BEGIN DATA FOR THIS EXERCISE

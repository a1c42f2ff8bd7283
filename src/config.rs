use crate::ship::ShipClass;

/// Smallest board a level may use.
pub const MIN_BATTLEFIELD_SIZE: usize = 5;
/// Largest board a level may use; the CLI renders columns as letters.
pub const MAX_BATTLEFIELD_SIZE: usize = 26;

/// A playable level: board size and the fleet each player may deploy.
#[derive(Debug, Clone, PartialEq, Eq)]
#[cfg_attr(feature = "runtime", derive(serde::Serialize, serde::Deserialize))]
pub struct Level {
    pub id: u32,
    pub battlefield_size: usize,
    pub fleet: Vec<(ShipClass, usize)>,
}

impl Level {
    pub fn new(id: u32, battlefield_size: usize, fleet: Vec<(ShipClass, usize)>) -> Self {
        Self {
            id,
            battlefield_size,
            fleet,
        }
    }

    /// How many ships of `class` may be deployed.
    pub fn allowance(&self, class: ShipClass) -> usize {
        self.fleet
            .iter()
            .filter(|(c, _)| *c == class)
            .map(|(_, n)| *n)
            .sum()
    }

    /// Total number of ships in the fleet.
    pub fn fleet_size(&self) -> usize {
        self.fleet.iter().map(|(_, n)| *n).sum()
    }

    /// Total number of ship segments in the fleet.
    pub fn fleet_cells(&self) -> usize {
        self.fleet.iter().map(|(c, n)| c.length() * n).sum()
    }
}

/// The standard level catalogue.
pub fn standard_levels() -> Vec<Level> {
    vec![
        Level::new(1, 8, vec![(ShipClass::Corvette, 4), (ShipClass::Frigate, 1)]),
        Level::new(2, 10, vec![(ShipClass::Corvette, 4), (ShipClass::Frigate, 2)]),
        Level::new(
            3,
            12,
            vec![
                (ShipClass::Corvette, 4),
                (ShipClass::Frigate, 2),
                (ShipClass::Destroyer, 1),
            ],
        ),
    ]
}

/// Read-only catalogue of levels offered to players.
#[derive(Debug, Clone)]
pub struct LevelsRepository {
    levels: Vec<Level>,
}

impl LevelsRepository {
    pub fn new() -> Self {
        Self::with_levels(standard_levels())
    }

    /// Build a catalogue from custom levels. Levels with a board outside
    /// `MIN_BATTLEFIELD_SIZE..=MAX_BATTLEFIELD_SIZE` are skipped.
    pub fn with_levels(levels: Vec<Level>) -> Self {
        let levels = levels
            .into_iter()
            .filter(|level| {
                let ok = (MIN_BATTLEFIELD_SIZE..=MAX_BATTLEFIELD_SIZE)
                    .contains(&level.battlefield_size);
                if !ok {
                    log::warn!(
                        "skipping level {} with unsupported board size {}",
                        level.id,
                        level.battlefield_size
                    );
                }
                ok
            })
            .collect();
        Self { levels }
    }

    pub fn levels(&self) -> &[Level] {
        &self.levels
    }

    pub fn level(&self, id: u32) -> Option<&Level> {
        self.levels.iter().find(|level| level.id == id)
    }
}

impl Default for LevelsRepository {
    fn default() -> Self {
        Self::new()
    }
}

END DATA FOR THIS EXERCISE
BEGIN DATA FOR THIS EXERCISE

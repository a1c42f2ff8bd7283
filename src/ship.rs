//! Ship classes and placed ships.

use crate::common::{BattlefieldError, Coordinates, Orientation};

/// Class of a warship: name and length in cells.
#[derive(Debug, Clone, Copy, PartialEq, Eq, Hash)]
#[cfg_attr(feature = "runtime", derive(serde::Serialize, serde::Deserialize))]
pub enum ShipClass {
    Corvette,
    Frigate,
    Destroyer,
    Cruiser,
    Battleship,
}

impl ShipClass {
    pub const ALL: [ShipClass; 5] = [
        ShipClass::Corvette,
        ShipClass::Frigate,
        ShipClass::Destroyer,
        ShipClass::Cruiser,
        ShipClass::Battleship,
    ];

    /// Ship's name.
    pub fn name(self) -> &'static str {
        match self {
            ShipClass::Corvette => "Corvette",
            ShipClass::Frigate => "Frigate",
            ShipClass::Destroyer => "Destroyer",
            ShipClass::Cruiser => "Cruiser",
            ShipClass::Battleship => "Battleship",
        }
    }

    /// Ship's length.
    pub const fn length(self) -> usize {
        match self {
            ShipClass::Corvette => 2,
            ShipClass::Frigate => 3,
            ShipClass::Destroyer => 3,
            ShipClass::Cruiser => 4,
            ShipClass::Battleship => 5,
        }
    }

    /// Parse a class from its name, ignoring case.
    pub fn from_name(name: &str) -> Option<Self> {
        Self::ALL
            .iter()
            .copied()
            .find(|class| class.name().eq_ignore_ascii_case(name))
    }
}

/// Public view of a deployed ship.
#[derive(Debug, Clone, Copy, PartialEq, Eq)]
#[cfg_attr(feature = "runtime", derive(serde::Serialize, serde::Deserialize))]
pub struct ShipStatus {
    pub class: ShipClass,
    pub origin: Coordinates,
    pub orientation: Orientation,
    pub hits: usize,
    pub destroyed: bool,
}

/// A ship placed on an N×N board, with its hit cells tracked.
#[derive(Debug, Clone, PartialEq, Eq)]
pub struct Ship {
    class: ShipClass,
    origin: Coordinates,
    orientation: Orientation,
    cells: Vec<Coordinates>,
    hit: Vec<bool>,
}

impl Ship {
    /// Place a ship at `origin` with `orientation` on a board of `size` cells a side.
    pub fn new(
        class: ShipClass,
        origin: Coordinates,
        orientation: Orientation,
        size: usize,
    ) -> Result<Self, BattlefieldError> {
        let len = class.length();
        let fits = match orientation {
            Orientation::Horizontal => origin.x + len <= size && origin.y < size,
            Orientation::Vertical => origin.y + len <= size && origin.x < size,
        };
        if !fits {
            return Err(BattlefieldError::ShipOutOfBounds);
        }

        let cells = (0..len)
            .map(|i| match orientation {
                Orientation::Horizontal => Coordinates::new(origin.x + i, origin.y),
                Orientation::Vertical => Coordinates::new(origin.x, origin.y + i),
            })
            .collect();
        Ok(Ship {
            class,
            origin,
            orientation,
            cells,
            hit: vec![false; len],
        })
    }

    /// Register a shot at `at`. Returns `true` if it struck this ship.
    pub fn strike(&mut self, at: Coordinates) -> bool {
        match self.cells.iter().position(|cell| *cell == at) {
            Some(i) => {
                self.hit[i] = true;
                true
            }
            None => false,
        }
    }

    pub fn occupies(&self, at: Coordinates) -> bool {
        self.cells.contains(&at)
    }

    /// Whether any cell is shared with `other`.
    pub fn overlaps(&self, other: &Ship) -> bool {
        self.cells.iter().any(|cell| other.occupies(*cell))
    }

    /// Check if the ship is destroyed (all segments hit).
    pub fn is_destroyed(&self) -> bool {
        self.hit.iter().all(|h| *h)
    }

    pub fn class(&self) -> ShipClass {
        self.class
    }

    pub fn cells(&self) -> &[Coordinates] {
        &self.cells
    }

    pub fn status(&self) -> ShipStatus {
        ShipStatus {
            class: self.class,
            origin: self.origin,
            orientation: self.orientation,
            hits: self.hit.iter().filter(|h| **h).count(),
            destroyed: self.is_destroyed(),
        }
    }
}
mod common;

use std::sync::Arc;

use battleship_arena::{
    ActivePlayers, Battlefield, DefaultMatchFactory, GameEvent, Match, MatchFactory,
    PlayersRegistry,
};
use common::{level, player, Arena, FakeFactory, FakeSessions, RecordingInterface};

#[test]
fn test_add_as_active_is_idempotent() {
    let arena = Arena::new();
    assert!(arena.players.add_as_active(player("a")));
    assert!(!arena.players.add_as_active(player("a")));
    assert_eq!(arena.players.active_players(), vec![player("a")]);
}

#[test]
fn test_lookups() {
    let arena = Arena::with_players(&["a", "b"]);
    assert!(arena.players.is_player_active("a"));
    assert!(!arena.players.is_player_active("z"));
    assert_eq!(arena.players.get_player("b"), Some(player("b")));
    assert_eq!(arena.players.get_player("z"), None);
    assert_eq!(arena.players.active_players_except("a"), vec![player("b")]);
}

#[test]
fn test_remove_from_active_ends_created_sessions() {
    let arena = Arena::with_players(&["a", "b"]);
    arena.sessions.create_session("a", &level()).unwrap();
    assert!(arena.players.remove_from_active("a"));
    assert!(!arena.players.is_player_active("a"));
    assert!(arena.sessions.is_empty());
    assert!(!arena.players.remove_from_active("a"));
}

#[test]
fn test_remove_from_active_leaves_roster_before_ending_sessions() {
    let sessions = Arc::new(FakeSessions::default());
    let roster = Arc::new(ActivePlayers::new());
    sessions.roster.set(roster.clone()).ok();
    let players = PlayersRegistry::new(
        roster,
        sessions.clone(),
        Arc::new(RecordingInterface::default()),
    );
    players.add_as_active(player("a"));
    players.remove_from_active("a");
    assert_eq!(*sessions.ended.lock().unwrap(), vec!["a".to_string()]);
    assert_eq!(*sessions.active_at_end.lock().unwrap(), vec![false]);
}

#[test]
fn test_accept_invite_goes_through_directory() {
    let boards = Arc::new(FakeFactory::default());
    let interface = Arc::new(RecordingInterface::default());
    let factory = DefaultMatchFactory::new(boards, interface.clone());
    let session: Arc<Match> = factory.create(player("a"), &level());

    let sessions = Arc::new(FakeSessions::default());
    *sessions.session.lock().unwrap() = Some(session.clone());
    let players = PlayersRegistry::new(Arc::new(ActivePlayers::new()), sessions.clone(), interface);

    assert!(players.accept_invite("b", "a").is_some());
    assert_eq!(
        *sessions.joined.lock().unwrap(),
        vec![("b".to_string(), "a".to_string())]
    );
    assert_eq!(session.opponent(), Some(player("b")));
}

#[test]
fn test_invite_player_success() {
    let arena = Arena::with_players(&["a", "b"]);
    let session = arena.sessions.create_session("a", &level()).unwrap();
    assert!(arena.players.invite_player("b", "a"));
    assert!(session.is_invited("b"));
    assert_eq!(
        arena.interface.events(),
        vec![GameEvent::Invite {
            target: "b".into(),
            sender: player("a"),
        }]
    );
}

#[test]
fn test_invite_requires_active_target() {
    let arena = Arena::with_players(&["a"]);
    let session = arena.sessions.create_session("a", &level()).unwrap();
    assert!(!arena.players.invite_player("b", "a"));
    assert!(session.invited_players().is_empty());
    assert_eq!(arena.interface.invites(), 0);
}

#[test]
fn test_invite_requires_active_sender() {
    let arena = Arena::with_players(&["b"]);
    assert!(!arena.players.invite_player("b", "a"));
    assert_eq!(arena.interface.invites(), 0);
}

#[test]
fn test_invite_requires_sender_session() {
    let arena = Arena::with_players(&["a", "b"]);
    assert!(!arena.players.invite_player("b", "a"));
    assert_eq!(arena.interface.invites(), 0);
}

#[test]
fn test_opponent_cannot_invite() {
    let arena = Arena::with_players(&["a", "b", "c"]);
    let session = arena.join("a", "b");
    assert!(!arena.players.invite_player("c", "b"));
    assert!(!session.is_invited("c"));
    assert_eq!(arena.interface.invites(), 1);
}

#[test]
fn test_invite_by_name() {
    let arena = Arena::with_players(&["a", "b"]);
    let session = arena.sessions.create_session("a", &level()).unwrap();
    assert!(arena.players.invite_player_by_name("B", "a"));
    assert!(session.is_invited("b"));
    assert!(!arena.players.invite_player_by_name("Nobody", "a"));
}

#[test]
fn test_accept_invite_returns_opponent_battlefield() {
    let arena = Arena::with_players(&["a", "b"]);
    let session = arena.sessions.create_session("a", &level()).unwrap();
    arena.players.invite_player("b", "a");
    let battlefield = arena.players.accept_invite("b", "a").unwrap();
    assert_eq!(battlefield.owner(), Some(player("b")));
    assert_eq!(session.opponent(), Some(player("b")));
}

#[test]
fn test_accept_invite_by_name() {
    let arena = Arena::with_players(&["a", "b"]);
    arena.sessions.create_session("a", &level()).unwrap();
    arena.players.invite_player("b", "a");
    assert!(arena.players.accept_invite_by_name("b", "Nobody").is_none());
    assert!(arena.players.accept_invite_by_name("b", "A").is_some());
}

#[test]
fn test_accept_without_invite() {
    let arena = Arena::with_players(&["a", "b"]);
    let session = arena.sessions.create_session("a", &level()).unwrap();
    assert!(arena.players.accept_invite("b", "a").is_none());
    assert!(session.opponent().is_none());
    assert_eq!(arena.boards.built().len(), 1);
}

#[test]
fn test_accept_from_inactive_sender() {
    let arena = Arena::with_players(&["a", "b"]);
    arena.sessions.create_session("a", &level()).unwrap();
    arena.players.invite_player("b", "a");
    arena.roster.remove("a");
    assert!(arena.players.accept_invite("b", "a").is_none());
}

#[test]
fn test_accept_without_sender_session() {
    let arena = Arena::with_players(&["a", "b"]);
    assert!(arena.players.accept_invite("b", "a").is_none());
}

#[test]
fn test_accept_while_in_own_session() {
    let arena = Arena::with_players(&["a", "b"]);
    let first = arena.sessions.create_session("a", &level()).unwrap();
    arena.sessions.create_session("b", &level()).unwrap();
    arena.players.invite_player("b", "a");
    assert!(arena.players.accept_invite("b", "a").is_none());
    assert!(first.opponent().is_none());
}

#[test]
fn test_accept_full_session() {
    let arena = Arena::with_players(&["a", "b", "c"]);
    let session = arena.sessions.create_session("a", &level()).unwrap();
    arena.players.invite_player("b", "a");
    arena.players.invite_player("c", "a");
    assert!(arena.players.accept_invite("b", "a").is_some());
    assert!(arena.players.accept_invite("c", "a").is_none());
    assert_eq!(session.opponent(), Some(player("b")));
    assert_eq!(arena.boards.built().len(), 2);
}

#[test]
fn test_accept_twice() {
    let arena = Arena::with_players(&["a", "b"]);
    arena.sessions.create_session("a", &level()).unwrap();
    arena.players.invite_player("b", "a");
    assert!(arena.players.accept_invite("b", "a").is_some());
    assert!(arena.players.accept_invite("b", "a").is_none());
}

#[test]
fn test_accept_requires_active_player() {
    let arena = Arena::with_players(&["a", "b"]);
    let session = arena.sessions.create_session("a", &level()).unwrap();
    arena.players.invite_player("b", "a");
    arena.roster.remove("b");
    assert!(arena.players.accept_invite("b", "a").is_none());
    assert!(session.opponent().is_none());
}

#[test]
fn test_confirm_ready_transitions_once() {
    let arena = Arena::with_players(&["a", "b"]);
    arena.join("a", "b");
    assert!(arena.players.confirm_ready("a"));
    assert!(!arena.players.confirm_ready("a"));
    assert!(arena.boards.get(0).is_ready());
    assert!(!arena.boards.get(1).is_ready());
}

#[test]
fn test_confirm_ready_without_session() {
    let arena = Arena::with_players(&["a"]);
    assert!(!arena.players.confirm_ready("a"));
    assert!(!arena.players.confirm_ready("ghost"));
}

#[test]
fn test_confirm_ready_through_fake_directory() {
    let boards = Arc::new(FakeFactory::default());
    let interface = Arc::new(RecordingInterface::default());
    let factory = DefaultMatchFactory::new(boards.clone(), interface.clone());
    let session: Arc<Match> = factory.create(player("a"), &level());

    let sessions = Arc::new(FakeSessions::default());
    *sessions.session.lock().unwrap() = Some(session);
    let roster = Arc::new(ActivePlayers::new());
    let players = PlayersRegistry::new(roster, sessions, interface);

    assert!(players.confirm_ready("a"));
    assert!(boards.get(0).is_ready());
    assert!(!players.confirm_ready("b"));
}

END DATA FOR THIS EXERCISE
BEGIN DATA FOR THIS EXERCISE

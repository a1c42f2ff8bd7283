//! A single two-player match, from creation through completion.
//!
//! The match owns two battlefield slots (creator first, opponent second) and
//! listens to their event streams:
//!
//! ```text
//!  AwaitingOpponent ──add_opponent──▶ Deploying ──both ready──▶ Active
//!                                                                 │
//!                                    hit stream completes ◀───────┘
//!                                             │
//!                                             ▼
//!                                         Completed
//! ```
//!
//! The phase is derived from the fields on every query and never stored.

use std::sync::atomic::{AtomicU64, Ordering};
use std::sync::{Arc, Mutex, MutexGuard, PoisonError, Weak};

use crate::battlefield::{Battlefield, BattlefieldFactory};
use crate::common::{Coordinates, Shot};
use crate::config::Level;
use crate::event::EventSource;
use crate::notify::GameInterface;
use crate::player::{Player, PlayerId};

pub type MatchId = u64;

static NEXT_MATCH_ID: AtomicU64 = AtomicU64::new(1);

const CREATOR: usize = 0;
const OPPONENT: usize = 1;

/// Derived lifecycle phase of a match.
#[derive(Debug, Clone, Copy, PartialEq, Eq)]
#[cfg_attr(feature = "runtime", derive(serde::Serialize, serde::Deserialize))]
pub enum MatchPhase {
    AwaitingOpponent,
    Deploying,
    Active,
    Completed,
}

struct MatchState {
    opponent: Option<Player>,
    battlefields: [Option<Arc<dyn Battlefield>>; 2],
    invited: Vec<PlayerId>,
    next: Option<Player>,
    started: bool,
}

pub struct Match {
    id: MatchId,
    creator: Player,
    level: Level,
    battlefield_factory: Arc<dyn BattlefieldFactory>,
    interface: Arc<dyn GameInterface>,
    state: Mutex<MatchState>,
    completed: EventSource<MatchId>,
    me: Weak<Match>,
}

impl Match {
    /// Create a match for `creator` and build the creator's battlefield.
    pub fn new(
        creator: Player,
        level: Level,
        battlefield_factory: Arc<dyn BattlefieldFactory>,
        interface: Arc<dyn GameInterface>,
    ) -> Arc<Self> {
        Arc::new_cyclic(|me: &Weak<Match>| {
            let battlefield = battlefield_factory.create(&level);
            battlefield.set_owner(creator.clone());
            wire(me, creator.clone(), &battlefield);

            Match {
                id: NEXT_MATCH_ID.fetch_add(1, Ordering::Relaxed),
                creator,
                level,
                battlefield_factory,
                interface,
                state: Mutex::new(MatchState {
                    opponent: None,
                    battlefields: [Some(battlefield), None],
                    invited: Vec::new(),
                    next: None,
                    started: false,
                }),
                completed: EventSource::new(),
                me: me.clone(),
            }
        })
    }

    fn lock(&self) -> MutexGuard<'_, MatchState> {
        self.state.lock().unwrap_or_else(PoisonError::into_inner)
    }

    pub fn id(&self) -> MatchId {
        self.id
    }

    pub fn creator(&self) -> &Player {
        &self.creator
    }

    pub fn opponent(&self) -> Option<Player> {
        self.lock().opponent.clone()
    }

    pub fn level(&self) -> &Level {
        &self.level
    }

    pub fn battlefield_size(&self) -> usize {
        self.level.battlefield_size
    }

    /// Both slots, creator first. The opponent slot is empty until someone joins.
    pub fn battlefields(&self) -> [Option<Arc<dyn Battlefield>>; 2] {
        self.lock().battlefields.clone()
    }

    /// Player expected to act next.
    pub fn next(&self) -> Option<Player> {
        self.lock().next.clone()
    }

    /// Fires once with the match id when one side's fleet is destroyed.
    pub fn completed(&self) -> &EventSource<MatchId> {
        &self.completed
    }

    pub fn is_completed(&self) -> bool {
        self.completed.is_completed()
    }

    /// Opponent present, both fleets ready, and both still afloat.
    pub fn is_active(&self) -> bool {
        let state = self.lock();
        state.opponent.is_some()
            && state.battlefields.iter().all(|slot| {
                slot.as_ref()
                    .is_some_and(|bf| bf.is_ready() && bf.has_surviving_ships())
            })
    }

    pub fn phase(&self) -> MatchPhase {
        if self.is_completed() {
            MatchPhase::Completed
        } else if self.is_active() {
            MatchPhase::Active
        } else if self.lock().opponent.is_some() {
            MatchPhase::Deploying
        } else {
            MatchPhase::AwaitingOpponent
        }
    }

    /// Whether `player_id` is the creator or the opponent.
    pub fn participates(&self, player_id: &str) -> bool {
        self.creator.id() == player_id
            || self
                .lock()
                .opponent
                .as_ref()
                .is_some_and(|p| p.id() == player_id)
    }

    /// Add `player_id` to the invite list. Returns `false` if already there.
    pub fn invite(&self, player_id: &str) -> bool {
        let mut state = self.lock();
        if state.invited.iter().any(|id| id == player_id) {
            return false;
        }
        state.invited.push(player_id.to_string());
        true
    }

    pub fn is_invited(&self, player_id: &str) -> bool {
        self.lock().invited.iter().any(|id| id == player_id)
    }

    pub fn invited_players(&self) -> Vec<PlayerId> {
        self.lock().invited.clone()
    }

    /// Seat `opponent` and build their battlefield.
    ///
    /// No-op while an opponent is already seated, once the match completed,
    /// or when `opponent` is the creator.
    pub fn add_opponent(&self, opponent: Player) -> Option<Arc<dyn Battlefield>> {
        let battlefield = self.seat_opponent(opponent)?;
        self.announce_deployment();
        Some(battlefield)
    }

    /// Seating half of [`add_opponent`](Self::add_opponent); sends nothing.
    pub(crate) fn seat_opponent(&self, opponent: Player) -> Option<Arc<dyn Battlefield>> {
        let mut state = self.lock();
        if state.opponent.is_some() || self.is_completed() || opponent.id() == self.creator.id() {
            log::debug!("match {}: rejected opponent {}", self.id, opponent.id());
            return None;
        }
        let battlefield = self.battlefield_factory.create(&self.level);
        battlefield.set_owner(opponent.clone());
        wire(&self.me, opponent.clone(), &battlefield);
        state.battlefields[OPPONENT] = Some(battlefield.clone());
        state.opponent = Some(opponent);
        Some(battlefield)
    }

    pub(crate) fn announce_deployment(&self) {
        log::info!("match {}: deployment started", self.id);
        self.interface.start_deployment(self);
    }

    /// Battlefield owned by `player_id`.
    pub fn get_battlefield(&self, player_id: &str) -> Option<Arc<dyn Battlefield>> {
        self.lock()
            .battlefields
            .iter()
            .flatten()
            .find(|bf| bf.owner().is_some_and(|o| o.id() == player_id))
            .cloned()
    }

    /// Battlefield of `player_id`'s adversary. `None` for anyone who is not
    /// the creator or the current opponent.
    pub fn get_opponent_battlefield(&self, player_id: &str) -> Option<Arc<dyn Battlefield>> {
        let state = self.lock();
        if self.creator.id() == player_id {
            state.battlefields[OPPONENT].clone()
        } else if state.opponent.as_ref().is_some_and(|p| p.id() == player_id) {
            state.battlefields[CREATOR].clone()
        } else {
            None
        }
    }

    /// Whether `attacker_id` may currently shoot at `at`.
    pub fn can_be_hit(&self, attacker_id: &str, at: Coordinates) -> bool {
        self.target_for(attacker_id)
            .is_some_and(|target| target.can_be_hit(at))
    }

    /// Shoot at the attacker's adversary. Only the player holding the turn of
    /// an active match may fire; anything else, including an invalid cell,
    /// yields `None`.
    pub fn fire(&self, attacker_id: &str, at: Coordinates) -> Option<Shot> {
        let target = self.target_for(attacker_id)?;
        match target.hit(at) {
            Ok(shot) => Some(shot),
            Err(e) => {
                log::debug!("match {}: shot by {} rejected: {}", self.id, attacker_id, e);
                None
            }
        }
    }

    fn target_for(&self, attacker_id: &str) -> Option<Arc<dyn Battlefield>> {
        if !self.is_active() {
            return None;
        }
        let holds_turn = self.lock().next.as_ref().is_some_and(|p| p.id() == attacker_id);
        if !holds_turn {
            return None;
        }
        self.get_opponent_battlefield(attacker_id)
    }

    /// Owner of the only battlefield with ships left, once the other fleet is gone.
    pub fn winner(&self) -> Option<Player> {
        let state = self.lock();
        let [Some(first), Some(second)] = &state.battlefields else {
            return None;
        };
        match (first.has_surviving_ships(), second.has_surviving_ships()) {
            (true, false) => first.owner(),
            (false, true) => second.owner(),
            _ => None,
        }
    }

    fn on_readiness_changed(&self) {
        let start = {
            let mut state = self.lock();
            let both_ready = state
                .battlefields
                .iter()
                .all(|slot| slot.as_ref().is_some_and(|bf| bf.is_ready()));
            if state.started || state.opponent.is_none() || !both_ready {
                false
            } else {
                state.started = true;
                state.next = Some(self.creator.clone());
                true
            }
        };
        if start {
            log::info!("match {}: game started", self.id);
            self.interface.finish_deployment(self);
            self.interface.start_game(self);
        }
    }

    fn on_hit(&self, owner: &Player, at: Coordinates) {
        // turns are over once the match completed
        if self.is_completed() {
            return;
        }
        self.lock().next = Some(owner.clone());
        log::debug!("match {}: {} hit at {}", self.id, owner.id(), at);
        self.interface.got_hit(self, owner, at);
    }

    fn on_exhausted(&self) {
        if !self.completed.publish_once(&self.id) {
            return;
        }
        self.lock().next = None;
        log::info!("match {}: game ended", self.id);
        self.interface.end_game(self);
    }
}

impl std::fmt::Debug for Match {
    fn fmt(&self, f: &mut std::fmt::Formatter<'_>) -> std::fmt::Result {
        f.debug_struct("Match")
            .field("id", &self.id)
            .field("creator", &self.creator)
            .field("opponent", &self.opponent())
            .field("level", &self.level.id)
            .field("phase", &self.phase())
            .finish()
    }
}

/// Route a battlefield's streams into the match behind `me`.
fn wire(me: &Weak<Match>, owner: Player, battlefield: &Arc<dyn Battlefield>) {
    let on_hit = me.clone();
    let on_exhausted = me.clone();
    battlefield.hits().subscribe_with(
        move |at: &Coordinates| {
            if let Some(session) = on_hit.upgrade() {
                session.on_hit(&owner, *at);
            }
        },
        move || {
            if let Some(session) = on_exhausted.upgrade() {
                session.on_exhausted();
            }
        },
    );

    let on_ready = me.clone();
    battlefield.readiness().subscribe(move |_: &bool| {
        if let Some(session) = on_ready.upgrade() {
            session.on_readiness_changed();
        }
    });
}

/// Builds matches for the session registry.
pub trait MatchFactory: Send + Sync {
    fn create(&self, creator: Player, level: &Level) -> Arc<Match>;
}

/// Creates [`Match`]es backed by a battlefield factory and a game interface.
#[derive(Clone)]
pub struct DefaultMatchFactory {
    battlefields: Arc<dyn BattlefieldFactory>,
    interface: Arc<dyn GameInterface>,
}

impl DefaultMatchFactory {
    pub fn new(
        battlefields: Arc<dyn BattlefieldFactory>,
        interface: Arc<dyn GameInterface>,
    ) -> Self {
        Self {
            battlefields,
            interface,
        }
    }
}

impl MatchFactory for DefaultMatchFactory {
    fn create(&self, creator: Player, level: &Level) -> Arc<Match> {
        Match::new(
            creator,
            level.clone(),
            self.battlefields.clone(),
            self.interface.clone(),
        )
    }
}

END DATA FOR THIS EXERCISE

EXERCISE DIRECTIONS: Find each line above that contains "filename", and copy those lines.

EXPECTED OUTPUT:
filename src/config.rs
filename src/ship.rs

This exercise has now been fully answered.